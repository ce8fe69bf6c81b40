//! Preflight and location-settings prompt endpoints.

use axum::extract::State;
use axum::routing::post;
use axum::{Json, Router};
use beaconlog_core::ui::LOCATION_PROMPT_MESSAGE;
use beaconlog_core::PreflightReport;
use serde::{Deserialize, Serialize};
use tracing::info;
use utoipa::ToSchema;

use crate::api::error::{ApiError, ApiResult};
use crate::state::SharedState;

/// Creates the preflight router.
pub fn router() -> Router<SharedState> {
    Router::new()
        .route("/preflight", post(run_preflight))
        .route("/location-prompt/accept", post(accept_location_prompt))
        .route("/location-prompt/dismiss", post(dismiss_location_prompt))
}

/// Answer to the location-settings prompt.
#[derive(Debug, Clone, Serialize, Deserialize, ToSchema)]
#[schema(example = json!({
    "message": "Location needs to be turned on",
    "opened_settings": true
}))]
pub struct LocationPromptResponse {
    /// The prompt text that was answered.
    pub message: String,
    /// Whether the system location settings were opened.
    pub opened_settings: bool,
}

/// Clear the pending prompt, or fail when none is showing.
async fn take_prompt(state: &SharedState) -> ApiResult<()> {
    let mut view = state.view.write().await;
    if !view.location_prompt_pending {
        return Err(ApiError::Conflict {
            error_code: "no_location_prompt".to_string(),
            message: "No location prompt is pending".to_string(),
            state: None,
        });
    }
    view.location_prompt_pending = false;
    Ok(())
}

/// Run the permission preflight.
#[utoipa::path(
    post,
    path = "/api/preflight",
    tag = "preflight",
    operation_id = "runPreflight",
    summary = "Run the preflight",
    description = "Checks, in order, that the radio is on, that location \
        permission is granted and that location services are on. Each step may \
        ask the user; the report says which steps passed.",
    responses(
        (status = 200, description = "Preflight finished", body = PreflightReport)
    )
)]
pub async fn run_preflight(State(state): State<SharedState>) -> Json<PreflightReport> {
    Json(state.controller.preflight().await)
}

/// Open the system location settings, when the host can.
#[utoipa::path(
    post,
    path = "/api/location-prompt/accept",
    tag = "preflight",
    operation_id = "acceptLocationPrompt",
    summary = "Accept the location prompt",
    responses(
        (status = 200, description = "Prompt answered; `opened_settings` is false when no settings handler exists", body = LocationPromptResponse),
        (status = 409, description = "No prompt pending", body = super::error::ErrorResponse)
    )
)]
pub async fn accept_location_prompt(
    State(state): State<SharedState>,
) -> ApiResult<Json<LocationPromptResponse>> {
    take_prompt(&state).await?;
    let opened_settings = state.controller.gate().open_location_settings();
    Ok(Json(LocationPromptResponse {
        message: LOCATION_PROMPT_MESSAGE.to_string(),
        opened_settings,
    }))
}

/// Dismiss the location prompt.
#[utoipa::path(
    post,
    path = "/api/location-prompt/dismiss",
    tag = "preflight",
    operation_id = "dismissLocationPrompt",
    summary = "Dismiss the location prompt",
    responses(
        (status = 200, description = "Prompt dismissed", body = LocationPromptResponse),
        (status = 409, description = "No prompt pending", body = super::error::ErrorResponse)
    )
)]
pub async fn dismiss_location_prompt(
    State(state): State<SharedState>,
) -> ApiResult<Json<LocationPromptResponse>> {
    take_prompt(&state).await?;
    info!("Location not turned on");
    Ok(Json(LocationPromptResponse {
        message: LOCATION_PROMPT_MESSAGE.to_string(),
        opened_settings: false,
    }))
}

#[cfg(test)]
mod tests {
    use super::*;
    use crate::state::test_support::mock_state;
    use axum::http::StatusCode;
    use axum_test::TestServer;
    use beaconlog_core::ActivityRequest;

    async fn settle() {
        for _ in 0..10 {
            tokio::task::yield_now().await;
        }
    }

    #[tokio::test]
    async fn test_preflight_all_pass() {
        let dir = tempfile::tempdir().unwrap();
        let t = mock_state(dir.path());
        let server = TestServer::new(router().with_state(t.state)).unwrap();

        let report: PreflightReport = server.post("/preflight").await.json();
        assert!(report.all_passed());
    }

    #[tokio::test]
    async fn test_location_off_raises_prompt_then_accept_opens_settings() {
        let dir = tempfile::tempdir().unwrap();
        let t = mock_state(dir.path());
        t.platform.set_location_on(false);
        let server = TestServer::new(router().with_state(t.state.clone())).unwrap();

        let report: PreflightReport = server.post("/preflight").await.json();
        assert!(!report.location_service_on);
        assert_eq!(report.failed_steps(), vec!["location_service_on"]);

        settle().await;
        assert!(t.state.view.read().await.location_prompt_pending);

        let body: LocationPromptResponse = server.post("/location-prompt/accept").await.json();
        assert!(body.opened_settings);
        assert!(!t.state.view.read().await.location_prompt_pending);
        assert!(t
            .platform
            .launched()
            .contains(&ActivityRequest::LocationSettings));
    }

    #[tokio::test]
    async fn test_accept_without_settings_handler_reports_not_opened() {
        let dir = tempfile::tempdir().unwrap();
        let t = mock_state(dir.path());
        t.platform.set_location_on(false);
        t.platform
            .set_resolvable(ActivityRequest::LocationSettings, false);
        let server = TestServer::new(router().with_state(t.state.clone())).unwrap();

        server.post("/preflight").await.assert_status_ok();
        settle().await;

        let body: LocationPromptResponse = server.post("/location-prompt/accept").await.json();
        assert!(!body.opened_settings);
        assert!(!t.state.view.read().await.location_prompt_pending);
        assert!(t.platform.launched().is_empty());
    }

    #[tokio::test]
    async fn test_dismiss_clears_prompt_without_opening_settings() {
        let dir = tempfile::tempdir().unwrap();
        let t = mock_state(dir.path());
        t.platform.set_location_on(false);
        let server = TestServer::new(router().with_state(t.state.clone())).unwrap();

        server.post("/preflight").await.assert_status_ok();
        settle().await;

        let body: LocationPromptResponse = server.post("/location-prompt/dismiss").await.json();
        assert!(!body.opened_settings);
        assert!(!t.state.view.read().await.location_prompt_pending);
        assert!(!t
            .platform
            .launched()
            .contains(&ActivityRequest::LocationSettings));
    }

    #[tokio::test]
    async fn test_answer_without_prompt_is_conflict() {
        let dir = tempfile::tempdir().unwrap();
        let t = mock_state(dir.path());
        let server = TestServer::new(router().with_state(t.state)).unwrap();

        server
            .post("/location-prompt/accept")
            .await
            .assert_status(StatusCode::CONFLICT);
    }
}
* * *
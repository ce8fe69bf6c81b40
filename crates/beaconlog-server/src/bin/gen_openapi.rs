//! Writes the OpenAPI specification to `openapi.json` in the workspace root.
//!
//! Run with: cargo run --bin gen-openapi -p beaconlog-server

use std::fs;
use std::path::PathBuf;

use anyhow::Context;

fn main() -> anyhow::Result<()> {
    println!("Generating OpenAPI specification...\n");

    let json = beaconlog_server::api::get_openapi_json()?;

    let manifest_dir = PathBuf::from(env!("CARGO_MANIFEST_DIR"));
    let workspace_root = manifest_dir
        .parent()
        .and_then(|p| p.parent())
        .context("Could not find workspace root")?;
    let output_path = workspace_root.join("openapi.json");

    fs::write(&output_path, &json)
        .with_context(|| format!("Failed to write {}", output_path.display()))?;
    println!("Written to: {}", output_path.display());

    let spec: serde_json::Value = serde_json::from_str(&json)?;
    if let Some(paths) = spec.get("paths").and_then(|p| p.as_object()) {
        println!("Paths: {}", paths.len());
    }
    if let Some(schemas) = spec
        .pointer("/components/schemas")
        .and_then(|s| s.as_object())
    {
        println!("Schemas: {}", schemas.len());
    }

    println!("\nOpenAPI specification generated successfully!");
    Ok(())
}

◆ ASSIGNMENT
Copy the lines that hold the word "Deserialize". Take them from the records above.

◆ EXERCISE OUTPUT
use serde::{Deserialize, Serialize};
#[derive(Debug, Clone, Serialize, Deserialize, ToSchema)]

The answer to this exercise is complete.